▶ **Data for review**
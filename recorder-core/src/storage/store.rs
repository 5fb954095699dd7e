use std::fs;
use std::path::{Path, PathBuf};

use chrono::Utc;
use parking_lot::Mutex;

use crate::models::config::StoreConfiguration;
use crate::models::error::RecorderError;
use crate::models::media::MediaBlob;
use crate::models::recording::{iso_timestamp, Recording, RecordingId, RecordingMetadata};
use crate::storage::blob_file::{sha256_hex, BlobFiles};
use crate::storage::index::{read_index, write_index, StoreIndex, SCHEMA_VERSION};

/// Local persistent collection of recordings.
///
/// One named database directory holding one collection:
/// ```text
/// <root>/<database>/<collection>.json   index: schema version, next id, metadata
/// <root>/<database>/blobs/<id>.blob     payloads (optionally encrypted)
/// ```
/// Each operation runs in its own transaction; transactions are serialized
/// within the process and the index is replaced atomically on commit.
pub struct RecordingStore {
    index_path: PathBuf,
    blobs: BlobFiles,
    transaction_lock: Mutex<()>,
}

impl RecordingStore {
    /// Open (creating if needed) the database described by `config`.
    pub fn open(config: StoreConfiguration) -> Result<Self, RecorderError> {
        config.validate().map_err(RecorderError::StoreOpenFailed)?;

        let database_path = config.database_path();
        let blob_directory = database_path.join("blobs");
        fs::create_dir_all(&blob_directory)
            .map_err(|e| {
                RecorderError::StoreOpenFailed(format!(
                    "failed to create database directory: {}",
                    e
                ))
            })?;

        let index_path = database_path.join(format!("{}.json", config.collection));
        let index = read_index(&index_path)
            .map_err(|e| RecorderError::StoreOpenFailed(e.to_string()))?;
        match index {
            Some(index) if index.version != SCHEMA_VERSION => {
                return Err(RecorderError::StoreOpenFailed(format!(
                    "unsupported schema version {} (expected {})",
                    index.version, SCHEMA_VERSION
                )));
            }
            Some(index) => {
                log::info!(
                    "Opened store {} with {} recordings",
                    database_path.display(),
                    index.records.len()
                );
            }
            None => {
                write_index(&StoreIndex::new(), &index_path)
                    .map_err(|e| RecorderError::StoreOpenFailed(e.to_string()))?;
                log::info!("Created store {}", database_path.display());
            }
        }

        Ok(Self {
            index_path,
            blobs: BlobFiles::new(blob_directory, config.encryptor),
            transaction_lock: Mutex::new(()),
        })
    }

    pub fn index_path(&self) -> &Path {
        &self.index_path
    }

    pub fn is_encrypted(&self) -> bool {
        self.blobs.is_encrypted()
    }

    /// Store `blob` as a new record and return its id.
    ///
    /// Size and mime type come from the blob itself.
    pub fn put(&self, blob: &MediaBlob, filename: &str) -> Result<RecordingId, RecorderError> {
        let metadata = self.transaction(|index| {
            let id = index.allocate_id();
            let metadata = RecordingMetadata {
                id,
                filename: filename.to_string(),
                mime_type: blob.mime_type().to_string(),
                size: blob.len() as u64,
                timestamp: iso_timestamp(Utc::now()),
                checksum: sha256_hex(blob.data()),
            };

            self.blobs.write(id, blob.data())?;
            index.records.push(metadata.clone());
            Ok(metadata)
        })
        .map_err(|e| {
            log::error!("Failed to store recording {}: {}", filename, e);
            e
        })?;

        log::info!(
            "Stored recording {} as {} ({} bytes, {})",
            metadata.id,
            metadata.filename,
            metadata.size,
            metadata.mime_type
        );
        Ok(metadata.id)
    }

    /// Every record with its blob, in insertion order.
    ///
    /// Holds the transaction lock while blobs load, so a concurrent delete is
    /// either fully visible or not at all.
    pub fn list_all(&self) -> Result<Vec<Recording>, RecorderError> {
        let _guard = self.transaction_lock.lock();
        self.read_current()?
            .records
            .into_iter()
            .map(|metadata| self.load(metadata))
            .collect()
    }

    /// Every record without loading blobs, in insertion order.
    pub fn list_metadata(&self) -> Result<Vec<RecordingMetadata>, RecorderError> {
        let _guard = self.transaction_lock.lock();
        Ok(self.read_current()?.records)
    }

    pub fn get(&self, id: RecordingId) -> Result<Option<Recording>, RecorderError> {
        let _guard = self.transaction_lock.lock();
        let metadata = self.read_current()?.find(id).cloned();
        metadata.map(|m| self.load(m)).transpose()
    }

    /// Remove the record with `id`. A missing id is a no-op.
    pub fn delete_by_id(&self, id: RecordingId) -> Result<(), RecorderError> {
        let removed = self.transaction(|index| Ok(index.remove(id)))?;

        match removed {
            Some(metadata) => {
                // The index no longer references the blob; a leftover file is harmless.
                if let Err(e) = self.blobs.remove(id) {
                    log::warn!("Deleted recording {} but kept its blob file: {}", id, e);
                }
                log::info!("Deleted recording {} ({})", id, metadata.filename);
            }
            None => log::debug!("Delete of missing recording {} ignored", id),
        }
        Ok(())
    }

    /// Close the store. Dropping it has the same effect.
    pub fn close(self) {
        log::debug!("Closed store {}", self.index_path.display());
    }

    fn read_current(&self) -> Result<StoreIndex, RecorderError> {
        Ok(read_index(&self.index_path)?.unwrap_or_default())
    }

    fn load(&self, metadata: RecordingMetadata) -> Result<Recording, RecorderError> {
        let data = self.blobs.read(metadata.id)?;
        let checksum = sha256_hex(&data);
        if checksum != metadata.checksum {
            return Err(RecorderError::StoreTransactionFailed(format!(
                "checksum mismatch for recording {}",
                metadata.id
            )));
        }
        let blob = MediaBlob::new(data, metadata.mime_type.clone());
        Ok(Recording { metadata, blob })
    }

    /// Run `f` against the current index and commit the result.
    ///
    /// Blob files written by `f` for ids that don't make it into the committed
    /// index are removed again.
    fn transaction<R>(
        &self,
        f: impl FnOnce(&mut StoreIndex) -> Result<R, RecorderError>,
    ) -> Result<R, RecorderError> {
        let _guard = self.transaction_lock.lock();
        let mut index = self.read_current()?;
        let first_new_id = index.next_id;

        let result = f(&mut index).and_then(|value| {
            write_index(&index, &self.index_path)?;
            Ok(value)
        });

        if result.is_err() {
            for id in first_new_id..index.next_id {
                if let Err(e) = self.blobs.remove(RecordingId(id)) {
                    log::warn!("Failed to clean up blob {} after aborted transaction: {}", id, e);
                }
            }
        }
        result
    }
}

▶ **What you are asked to do**
Reproduce the lines of the records exactly, from the first one through the line that contains "use crate::models::media::MediaBlob;".

▶ **Answer to the problem**
filename recorder-core/src/storage/store.rs
repository 5fb954095699dd7e
use std::fs;
use std::path::{Path, PathBuf};

use chrono::Utc;
use parking_lot::Mutex;

use crate::models::config::StoreConfiguration;
use crate::models::error::RecorderError;
use crate::models::media::MediaBlob;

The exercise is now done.